Certains experts croient que les bienfaits du jeûne sur notre santé s’expliqueraient par la perte de poids résultant de la restriction calorique. Ainsi, qu’on adopte le jeûne intermittent ou un autre régime hypocalorique, on obtiendrait les mêmes bienfaits. Le Dr Brouillard affirme que restreindre de 25 à 30 % nos calories quotidiennes ou sauter un déjeuner occasionnellement serait bénéfique.
JEÛNER À NOTRE FAÇON
Lorsqu’on est en bonne santé, il n’y a pas de risque à jeûner de temps à autre. Cependant, il est possible qu’on ressente des maux de tête et des étourdissements. Il faut éviter de se lancer dans une méthode draconienne, comme l’a fait Émilie: «J’avais toujours faim, ça me donnait mauvais caractère et je me sentais faible.» C’est pourquoi elle a fini par l’abandonner au bout de quelques semaines.

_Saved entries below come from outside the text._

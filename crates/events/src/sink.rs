//! Fire-and-forget delivery of ledger notifications.

use tracing::warn;

use crate::bus::EventBus;
use crate::event::Event;
use crate::notification::LedgerNotification;

/// Where the ledger sends notifications.
///
/// `notify` never fails: a delivery problem must not roll back (or fail) the
/// stock mutation that triggered it.
pub trait NotificationSink: Send + Sync {
    fn notify(&self, notification: LedgerNotification);
}

impl<B> NotificationSink for B
where
    B: EventBus<LedgerNotification>,
{
    fn notify(&self, notification: LedgerNotification) {
        let event_type = notification.event_type();
        let material_id = notification.material_id();
        if let Err(err) = self.publish(notification) {
            warn!(
                event_type,
                %material_id,
                error = ?err,
                "failed to publish ledger notification"
            );
        }
    }
}

/// Sink that discards everything.
#[derive(Debug, Clone, Copy, Default)]
pub struct NullSink;

impl NotificationSink for NullSink {
    fn notify(&self, _notification: LedgerNotification) {}
}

Pour le Dr Brouillard, la clé du succès est de personnaliser notre jeûne: «Il faut choisir la méthode la plus facile pour nous. On le fait à notre rythme, selon notre santé et nos occupations.» Il ajoute qu’une personne ayant de mauvaises habitudes de vie et un surplus de poids gagnerait à faire de courts jeûnes régulièrement. Par exemple, le soir, ne plus ingérer de nourriture passé 18 h et, le lendemain matin, déjeuner autour de 10 h.
Si l’on souffre de diabète, de problèmes cardiaques ou rénaux, par exemple, un suivi avec un professionnel qualifié est conseillé. En cas d’épuisement, de convalescence, de trouble alimentaire ou de grossesse (et d’allaitement), on s’abstient de jeûner!
En cas d’épuisement, de convalescence, de trouble alimentaire ou de grossesse (et d’allaitement), on s’abstient de jeûner!